Top of Data to examine
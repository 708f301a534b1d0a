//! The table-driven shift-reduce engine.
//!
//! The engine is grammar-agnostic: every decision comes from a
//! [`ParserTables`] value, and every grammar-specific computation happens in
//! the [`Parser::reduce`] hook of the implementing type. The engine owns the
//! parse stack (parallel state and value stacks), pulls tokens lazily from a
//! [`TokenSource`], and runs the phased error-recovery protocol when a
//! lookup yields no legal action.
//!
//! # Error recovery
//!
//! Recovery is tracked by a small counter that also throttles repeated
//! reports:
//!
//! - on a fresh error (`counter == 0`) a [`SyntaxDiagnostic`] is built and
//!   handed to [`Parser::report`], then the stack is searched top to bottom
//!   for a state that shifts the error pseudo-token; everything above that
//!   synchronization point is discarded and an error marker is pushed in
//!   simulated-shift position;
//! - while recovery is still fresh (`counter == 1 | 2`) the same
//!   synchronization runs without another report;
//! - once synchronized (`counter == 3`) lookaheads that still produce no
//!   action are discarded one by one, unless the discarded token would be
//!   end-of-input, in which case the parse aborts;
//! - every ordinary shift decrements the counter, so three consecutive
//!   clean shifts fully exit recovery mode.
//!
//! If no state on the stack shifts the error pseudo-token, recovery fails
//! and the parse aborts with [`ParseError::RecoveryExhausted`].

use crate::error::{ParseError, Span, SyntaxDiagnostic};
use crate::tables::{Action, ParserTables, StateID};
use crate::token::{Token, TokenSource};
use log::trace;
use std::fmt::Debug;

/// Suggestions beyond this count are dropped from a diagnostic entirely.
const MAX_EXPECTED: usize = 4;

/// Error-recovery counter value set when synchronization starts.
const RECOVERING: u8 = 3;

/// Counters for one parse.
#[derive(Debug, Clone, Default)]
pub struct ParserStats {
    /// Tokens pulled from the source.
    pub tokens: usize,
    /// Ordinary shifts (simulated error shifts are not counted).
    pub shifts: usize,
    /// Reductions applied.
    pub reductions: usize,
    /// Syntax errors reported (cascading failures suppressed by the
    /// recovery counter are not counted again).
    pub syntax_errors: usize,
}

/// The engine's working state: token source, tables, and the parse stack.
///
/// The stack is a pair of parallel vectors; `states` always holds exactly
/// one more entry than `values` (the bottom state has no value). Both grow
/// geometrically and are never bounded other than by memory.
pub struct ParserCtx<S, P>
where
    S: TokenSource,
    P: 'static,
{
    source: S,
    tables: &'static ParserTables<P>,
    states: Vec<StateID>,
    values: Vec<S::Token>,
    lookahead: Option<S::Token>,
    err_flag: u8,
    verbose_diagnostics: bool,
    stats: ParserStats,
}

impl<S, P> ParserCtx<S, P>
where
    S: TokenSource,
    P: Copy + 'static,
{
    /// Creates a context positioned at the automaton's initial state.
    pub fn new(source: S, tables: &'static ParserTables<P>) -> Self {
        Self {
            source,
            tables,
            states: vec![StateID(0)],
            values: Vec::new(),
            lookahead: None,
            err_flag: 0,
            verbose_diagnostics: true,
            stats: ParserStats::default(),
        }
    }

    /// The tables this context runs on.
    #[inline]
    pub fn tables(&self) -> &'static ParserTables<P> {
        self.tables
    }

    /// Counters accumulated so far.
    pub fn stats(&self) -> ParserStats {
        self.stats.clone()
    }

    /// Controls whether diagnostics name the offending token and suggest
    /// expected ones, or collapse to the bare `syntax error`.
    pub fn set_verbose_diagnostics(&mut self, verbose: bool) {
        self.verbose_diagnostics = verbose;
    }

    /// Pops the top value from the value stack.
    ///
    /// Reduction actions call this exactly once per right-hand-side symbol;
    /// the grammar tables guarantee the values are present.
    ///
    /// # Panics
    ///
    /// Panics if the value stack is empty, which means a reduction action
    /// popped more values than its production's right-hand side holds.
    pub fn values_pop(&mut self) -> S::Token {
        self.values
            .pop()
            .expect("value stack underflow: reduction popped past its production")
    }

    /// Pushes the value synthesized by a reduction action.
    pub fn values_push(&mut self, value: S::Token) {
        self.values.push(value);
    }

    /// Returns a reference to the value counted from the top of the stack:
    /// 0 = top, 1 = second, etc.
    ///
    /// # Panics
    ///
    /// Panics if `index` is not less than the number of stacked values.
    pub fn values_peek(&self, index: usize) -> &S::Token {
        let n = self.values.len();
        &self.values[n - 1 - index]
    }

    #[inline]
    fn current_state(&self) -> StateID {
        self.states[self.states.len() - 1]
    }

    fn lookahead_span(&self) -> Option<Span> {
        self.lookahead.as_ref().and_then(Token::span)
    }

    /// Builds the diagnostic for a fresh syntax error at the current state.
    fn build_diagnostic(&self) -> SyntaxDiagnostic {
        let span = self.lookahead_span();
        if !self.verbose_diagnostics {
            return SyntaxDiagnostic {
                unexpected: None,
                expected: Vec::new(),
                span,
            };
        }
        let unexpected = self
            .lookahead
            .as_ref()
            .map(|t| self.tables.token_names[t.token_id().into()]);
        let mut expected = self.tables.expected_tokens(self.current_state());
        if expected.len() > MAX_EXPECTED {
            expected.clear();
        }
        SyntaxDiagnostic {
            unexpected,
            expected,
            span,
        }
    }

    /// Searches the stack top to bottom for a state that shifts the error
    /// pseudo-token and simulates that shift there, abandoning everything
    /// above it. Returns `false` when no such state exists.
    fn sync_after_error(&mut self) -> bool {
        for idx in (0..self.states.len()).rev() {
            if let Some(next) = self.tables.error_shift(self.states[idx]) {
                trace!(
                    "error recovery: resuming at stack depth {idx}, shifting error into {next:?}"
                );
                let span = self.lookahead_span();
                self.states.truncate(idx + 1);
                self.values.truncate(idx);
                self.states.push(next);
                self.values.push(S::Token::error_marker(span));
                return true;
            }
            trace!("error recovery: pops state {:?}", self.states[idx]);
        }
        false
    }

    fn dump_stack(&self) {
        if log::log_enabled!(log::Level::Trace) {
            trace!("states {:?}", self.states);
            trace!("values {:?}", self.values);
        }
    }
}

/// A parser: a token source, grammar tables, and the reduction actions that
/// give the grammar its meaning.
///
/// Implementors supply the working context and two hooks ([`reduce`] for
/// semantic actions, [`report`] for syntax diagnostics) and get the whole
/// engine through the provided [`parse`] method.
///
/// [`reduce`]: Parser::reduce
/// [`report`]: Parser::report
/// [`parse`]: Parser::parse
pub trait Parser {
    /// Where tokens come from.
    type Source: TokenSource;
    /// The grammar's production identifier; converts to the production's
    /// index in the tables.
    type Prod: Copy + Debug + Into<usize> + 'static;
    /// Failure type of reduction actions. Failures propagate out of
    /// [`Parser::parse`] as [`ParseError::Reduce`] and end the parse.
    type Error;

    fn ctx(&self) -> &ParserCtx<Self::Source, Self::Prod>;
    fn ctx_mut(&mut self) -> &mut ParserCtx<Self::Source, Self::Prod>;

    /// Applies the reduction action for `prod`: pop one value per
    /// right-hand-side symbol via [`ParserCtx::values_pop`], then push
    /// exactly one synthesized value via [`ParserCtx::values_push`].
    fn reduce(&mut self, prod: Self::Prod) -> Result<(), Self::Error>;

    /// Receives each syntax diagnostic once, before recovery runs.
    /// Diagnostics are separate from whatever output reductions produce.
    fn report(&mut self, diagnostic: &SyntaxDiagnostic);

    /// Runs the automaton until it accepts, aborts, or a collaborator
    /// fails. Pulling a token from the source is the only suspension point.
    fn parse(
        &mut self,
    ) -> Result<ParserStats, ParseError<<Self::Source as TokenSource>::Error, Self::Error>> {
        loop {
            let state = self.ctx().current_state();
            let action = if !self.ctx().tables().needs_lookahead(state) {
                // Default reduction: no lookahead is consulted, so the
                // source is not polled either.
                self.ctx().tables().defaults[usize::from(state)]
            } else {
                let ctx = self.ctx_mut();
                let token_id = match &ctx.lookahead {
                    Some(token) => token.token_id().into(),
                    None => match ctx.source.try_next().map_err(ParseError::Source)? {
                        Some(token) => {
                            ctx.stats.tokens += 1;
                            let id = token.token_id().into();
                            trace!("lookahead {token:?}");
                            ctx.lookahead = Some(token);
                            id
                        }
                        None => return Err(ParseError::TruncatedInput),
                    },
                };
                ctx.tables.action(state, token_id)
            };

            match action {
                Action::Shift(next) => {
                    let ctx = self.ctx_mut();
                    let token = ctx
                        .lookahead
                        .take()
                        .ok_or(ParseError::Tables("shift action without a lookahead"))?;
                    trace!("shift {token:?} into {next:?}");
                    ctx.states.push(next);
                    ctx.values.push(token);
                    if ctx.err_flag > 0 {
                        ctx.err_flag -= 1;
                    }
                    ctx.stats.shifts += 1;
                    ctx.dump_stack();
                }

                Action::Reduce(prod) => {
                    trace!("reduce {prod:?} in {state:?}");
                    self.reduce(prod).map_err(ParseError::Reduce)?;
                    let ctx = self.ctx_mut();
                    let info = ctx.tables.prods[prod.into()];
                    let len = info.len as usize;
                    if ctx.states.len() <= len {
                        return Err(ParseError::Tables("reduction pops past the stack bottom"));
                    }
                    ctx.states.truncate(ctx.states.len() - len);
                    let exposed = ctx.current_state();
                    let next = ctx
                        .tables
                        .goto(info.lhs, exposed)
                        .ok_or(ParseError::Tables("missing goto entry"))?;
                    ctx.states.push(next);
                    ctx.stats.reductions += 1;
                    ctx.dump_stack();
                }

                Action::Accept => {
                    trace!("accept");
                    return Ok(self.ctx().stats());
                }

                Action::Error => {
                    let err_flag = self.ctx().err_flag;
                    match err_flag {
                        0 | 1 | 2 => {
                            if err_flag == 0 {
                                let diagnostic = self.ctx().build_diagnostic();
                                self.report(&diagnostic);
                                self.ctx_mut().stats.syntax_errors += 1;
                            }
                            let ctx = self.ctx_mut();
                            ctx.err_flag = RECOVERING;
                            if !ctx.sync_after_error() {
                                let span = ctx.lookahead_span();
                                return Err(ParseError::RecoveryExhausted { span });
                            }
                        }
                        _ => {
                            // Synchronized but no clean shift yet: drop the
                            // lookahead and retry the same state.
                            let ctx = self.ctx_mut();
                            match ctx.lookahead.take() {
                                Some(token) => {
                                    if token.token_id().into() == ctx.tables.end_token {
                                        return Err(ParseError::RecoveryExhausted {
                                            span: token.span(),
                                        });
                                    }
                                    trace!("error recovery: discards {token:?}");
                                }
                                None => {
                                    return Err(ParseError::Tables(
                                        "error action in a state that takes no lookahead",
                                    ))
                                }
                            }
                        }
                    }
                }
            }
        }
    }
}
Bottom of Data to examine
**Brief**. Could you set down, word for word, only the lines above from the line with "bottom for a state that shifts the error" to the line with "get the whole", including both?

**Output for this exercise**.
    /// Searches the stack top to bottom for a state that shifts the error
    /// pseudo-token and simulates that shift there, abandoning everything
    /// above it. Returns `false` when no such state exists.
    fn sync_after_error(&mut self) -> bool {
        for idx in (0..self.states.len()).rev() {
            if let Some(next) = self.tables.error_shift(self.states[idx]) {
                trace!(
                    "error recovery: resuming at stack depth {idx}, shifting error into {next:?}"
                );
                let span = self.lookahead_span();
                self.states.truncate(idx + 1);
                self.values.truncate(idx);
                self.states.push(next);
                self.values.push(S::Token::error_marker(span));
                return true;
            }
            trace!("error recovery: pops state {:?}", self.states[idx]);
        }
        false
    }

    fn dump_stack(&self) {
        if log::log_enabled!(log::Level::Trace) {
            trace!("states {:?}", self.states);
            trace!("values {:?}", self.values);
        }
    }
}

/// A parser: a token source, grammar tables, and the reduction actions that
/// give the grammar its meaning.
///
/// Implementors supply the working context and two hooks ([`reduce`] for
/// semantic actions, [`report`] for syntax diagnostics) and get the whole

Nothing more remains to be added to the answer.